Nada más salir de la estación de Hendaia, la mayoría de quienes habíamos viajado en el topo nos hemos quitado la mascarilla. Mi mujer y yo hemos pensado que era una buena idea irnos hasta Hendaia para no tener que andar por la calle con bozal.
Desde la estación del topo, hemos caminado hasta la playa y hemos dado la vuelta: casi 13 kilómetros en los que apenas hemos visto personas con mascarilla.
Ya conocéis mi mantra: hechos y datos. En distintos momentos de ese paseo de más dos horas, he hecho hasta cinco catas de cien personas con las que nos cruzábamos. De esas 500 personas, sólo 22 lucían tan molesto y, a mi modo de ver, antiestético e inútil complemento en espacios al aire libre y sin aglomeraciones. Un 4,4%, de los que la mayoría hablaba en español o en euskera.
La playa lucía espléndida, incluyendo sus peculiares toldos cuadrangulares. Los niños aprendían a nadar en la piscina como la que ponía en Ondarreta y La Zurriola el Club Tintín. Y mi percepción es que había muchos turistas.
Esta mañana, he escuchado en la radio que las cifras del turismo en Gipuzkoa no alcanzaban al 40% de las del año pasado por estas fechas. A falta de datos, apostaría a que en Hendaia y por extensión en Francia el porcentaje será muchísimo más alto.
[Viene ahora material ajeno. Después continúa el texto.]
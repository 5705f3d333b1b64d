//! 粒子发射器
//!
//! 发射器本身是场景中的一个 Actor，持有一组粒子并在每帧驱动它们的生命周期：
//!
//! ```text
//! add_particle ──► Pending (life_time < 0, 不可见)
//!                    │ life_time 跨过 0
//!                    ▼
//!                  Active ──积分速度/缩放/透明度/重力──┐
//!                    │ life_time >= life_span          │
//!                    ▼                                 │
//!          还有命或无限重生？ ──是──► reset ───────────┘
//!                    │否
//!                    ▼
//!          on_particle_lost 允许？ ──是──► 销毁
//! ```
//!
//! 粒子集合为空时触发 `on_particles_end` 并销毁发射器自身。

use crate::config::EmitterConfig;
use crate::core::error::{ParticleError, ParticleResult};
use crate::particles::hooks::EmitterHooks;
use crate::particles::state::{Particle, ParticlePhase, ParticleSnapshot, ParticleSpec, ParticleState};
use crate::scene::{Actor, ActorId, Behavior, Stage};
use glam::Vec2;
use std::any::Any;

/// 一次更新后的发射器状态
#[derive(Debug, Clone, Copy, PartialEq, Eq)]
pub enum EmitterStatus {
    /// 仍有粒子
    Running,
    /// 粒子已全部结束，发射器已从场景中销毁
    Finished,
}

/// 发射器统计
#[derive(Debug, Default, Clone, Copy, PartialEq, Eq)]
pub struct EmitterStats {
    /// 当前活跃粒子数
    pub active: u32,
    /// 当前等待生成的粒子数
    pub pending: u32,
    /// 累计注册数
    pub total_added: u64,
    /// 累计重生次数
    pub total_resets: u64,
    /// 累计丢失次数（包括被回调否决销毁的）
    pub total_lost: u64,
    /// 累计销毁数
    pub total_destroyed: u64,
}

/// 粒子发射器
#[derive(Debug)]
pub struct Emitter {
    id: ActorId,
    /// 每帧加到活跃粒子 `vy` 上的加速度
    pub gravity: f32,
    /// 按注册顺序保存，只能逆序遍历（见 [`Emitter::update`]）
    particles: Vec<Particle>,
    pub hooks: EmitterHooks,
    finished: bool,
    stats: EmitterStats,
}

impl Emitter {
    /// 为场景中已有的 Actor 创建发射器
    pub fn new(id: ActorId) -> Self {
        Self {
            id,
            gravity: 0.0,
            particles: Vec::new(),
            hooks: EmitterHooks::default(),
            finished: false,
            stats: EmitterStats::default(),
        }
    }

    /// 在场景中创建发射器 Actor
    pub fn spawn(stage: &mut Stage, actor: Actor, parent: Option<ActorId>) -> ParticleResult<Self> {
        let id = stage.spawn(actor, parent)?;
        Ok(Self::new(id))
    }

    pub fn from_config(id: ActorId, config: &EmitterConfig) -> Self {
        Self::new(id).with_gravity(config.gravity)
    }

    pub fn with_gravity(mut self, gravity: f32) -> Self {
        self.gravity = gravity;
        self
    }

    /// 把发射器挂载到自己的 Actor 上，由 [`Stage::update`] 驱动
    pub fn attach(self, stage: &mut Stage) -> ParticleResult<ActorId> {
        let id = self.id;
        stage.attach_behavior(id, Box::new(self))?;
        Ok(id)
    }

    pub fn id(&self) -> ActorId {
        self.id
    }

    pub fn particles(&self) -> &[Particle] {
        &self.particles
    }

    pub fn particle_state(&self, id: ActorId) -> Option<&ParticleState> {
        self.particles
            .iter()
            .find(|p| p.id == id)
            .map(|p| &p.state)
    }

    pub fn len(&self) -> usize {
        self.particles.len()
    }

    pub fn is_empty(&self) -> bool {
        self.particles.is_empty()
    }

    pub fn is_finished(&self) -> bool {
        self.finished
    }

    pub fn stats(&self) -> EmitterStats {
        self.stats
    }

    pub fn on_particle_added(
        &mut self,
        hook: impl FnMut(ActorId, &mut Actor, &ParticleState) + 'static,
    ) -> &mut Self {
        self.hooks.on_particle_added = Some(Box::new(hook));
        self
    }

    pub fn on_particle_reset(
        &mut self,
        hook: impl FnMut(ActorId, &mut Actor, &ParticleState) + 'static,
    ) -> &mut Self {
        self.hooks.on_particle_reset = Some(Box::new(hook));
        self
    }

    pub fn on_particles_end(&mut self, hook: impl FnMut() + 'static) -> &mut Self {
        self.hooks.on_particles_end = Some(Box::new(hook));
        self
    }

    /// 回调返回 `false` 时粒子保持过期状态而不被销毁
    pub fn on_particle_lost(
        &mut self,
        hook: impl FnMut(ActorId, &mut Actor, &ParticleState) -> bool + 'static,
    ) -> &mut Self {
        self.hooks.on_particle_lost = Some(Box::new(hook));
        self
    }

    /// 注册粒子
    ///
    /// 没有父节点的 Actor 会成为发射器的子节点；已挂在其他节点下的 Actor
    /// 保持原位（孤儿粒子），其快照位置被转换到发射器的局部空间。
    /// 快照取自注册时 Actor 的当前字段。
    pub fn add_particle(
        &mut self,
        stage: &mut Stage,
        actor_id: ActorId,
        spec: ParticleSpec,
    ) -> ParticleResult<ActorId> {
        if self.finished {
            return Err(ParticleError::EmitterFinished(self.id));
        }
        if !(spec.life_span.is_finite() && spec.life_span > 0.0) {
            return Err(ParticleError::InvalidLifeSpan(spec.life_span));
        }
        if !(spec.spawn_delay.is_finite() && spec.spawn_delay >= 0.0) {
            return Err(ParticleError::InvalidSpawnDelay(spec.spawn_delay));
        }
        if !stage.contains(actor_id) {
            return Err(ParticleError::ActorNotFound(actor_id));
        }
        if actor_id == self.id {
            return Err(ParticleError::InvalidHierarchy(format!(
                "{} cannot be a particle of itself",
                actor_id
            )));
        }
        match stage.manager_of(actor_id) {
            Some(manager) if manager == self.id => {
                return Err(ParticleError::AlreadyRegistered(actor_id));
            }
            Some(manager) => {
                return Err(ParticleError::InvalidHierarchy(format!(
                    "{} is already driven by {}",
                    actor_id, manager
                )));
            }
            None => {}
        }

        let parent = match stage.parent_of(actor_id) {
            Some(parent) => parent,
            None => {
                stage.add_child(self.id, actor_id)?;
                self.id
            }
        };
        let orphaned = parent != self.id;
        stage.set_manager(actor_id, Some(self.id))?;
        if orphaned {
            stage.refresh_transforms();
        }

        let life_time = -spec.spawn_delay;
        let local_position = match stage.get(actor_id) {
            Some(actor) if orphaned => {
                stage.transform_point(actor.position(), Some(parent), Some(self.id))
            }
            Some(actor) => actor.position(),
            None => return Err(ParticleError::ActorNotFound(actor_id)),
        };

        let actor = stage
            .get_mut(actor_id)
            .ok_or(ParticleError::ActorNotFound(actor_id))?;
        if life_time < 0.0 {
            actor.active = false;
            actor.visible = false;
        }

        let mut origin = ParticleSnapshot::capture(actor, spec.vo, spec.vsx, spec.vsy);
        origin.x = local_position.x;
        origin.y = local_position.y;

        let state = ParticleState {
            life_time,
            life_span: spec.life_span,
            lives_remaining: spec.lives,
            original_lives: spec.lives,
            vo: spec.vo,
            vsx: spec.vsx,
            vsy: spec.vsy,
            orphaned,
            origin,
        };

        self.hooks.particle_added(actor_id, actor, &state);
        self.particles.push(Particle { id: actor_id, state });
        self.stats.total_added += 1;
        if life_time < 0.0 {
            self.stats.pending += 1;
        } else {
            self.stats.active += 1;
        }

        tracing::debug!(
            target: "particles",
            "{} registered {} (life_span={}, lives={}, delay={}, orphaned={})",
            self.id,
            actor_id,
            spec.life_span,
            spec.lives,
            spec.spawn_delay,
            orphaned
        );

        Ok(actor_id)
    }

    /// 把粒子恢复到注册时的快照
    fn reset_particle(&mut self, stage: &mut Stage, index: usize) {
        let particle = &mut self.particles[index];
        let id = particle.id;
        let state = &mut particle.state;
        let origin = state.origin;

        let local = Vec2::new(origin.x, origin.y);
        let position = if state.orphaned {
            let parent = stage.parent_of(id);
            stage.transform_point(local, Some(self.id), parent)
        } else {
            local
        };

        state.vo = origin.vo;
        state.vsx = origin.vsx;
        state.vsy = origin.vsy;
        state.life_time = 0.0;

        if let Some(actor) = stage.get_mut(id) {
            origin.restore_into(actor);
            actor.set_position(position);
            actor.active = true;
            actor.visible = true;
            self.hooks.particle_reset(id, actor, state);
        }

        self.stats.total_resets += 1;
        tracing::debug!(target: "particles", "{} respawned {}", self.id, id);
    }

    /// 每帧更新
    ///
    /// 粒子按注册顺序的逆序遍历：删除下标 `i` 只会移动已经处理过的元素，
    /// 因此遍历中的就地删除既不会跳过也不会重复访问粒子。
    /// 发射器的自我销毁只发生在遍历结束之后。
    pub fn update(&mut self, stage: &mut Stage, dt: f32) -> ParticleResult<EmitterStatus> {
        if self.finished {
            return Ok(EmitterStatus::Finished);
        }
        if !(dt.is_finite() && dt >= 0.0) {
            return Err(ParticleError::InvalidDelta(dt));
        }

        // 孤儿粒子重生时要用到发射器和父节点的世界变换，它们在遍历中不会移动，
        // 因此每帧只刷新一次
        if self.particles.iter().any(|p| p.state.orphaned) {
            stage.refresh_transforms();
        }

        let gravity = self.gravity;
        let mut index = self.particles.len();
        while index > 0 {
            index -= 1;

            let particle = &mut self.particles[index];
            let id = particle.id;
            let Some(actor) = stage.get_mut(id) else {
                tracing::warn!(target: "particles", "{} dropped dangling particle {}", self.id, id);
                self.particles.remove(index);
                continue;
            };

            let state = &mut particle.state;
            let previous = state.life_time;
            state.life_time += dt;
            if state.life_time < 0.0 {
                continue;
            }

            if previous < 0.0 {
                actor.active = true;
                actor.visible = true;
                tracing::trace!(target: "particles", "{} activated", id);
            }

            if actor.active {
                actor.scale_x += state.vsx * dt;
                actor.scale_y += state.vsy * dt;
                actor.opacity = (actor.opacity + state.vo * dt).max(0.0);
                actor.motion.vy += gravity * dt;
                actor.integrate(dt);
            }

            if !state.is_expired() {
                continue;
            }

            if state.consume_life() {
                self.reset_particle(stage, index);
                continue;
            }

            self.stats.total_lost += 1;
            let particle = &self.particles[index];
            let may_destroy = match stage.get_mut(id) {
                Some(actor) => self.hooks.particle_lost(id, actor, &particle.state),
                None => true,
            };
            if may_destroy {
                stage.destroy(id);
                self.particles.remove(index);
                self.stats.total_destroyed += 1;
                tracing::debug!(target: "particles", "{} destroyed {}", self.id, id);
            }
        }

        self.refresh_stats();

        if self.particles.is_empty() {
            self.finished = true;
            self.hooks.particles_end();
            stage.destroy(self.id);
            tracing::debug!(target: "particles", "{} finished", self.id);
            return Ok(EmitterStatus::Finished);
        }

        stage.integrate(self.id, dt);
        Ok(EmitterStatus::Running)
    }

    fn refresh_stats(&mut self) {
        let pending = self
            .particles
            .iter()
            .filter(|p| p.state.phase() == ParticlePhase::Pending)
            .count() as u32;
        self.stats.pending = pending;
        self.stats.active = self.particles.len() as u32 - pending;
    }
}

impl Behavior for Emitter {
    fn update(&mut self, stage: &mut Stage, dt: f32) -> ParticleResult<()> {
        Emitter::update(self, stage, dt).map(|_| ())
    }

    fn as_any(&self) -> &dyn Any {
        self
    }

    fn as_any_mut(&mut self) -> &mut dyn Any {
        self
    }
}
Ha sido como salir de una película en blanco y negro y entrar en otra a todo color, en las que las sonrisas, ocultas aquí, eran allí las protagonistas.
Mientras, a este lado del Bidasoa, los medios de comunicación demonizan a todo el que no lleva mascarilla. Sin embargo, cuando no era absurdamente obligatoria, eran minoría quienes la llevaban.
De vuelta a casa, nos hemos reencontrado con la eclosión de las mascarillas, con esa España negra y de luto, que creímos olvidar, pero que sigue ahí, haciendo del miedo, la imposición y la prohibición santo y seña de la convivencia. Y en esto, tristemente, Euskadi es muy española y hasta mucho española.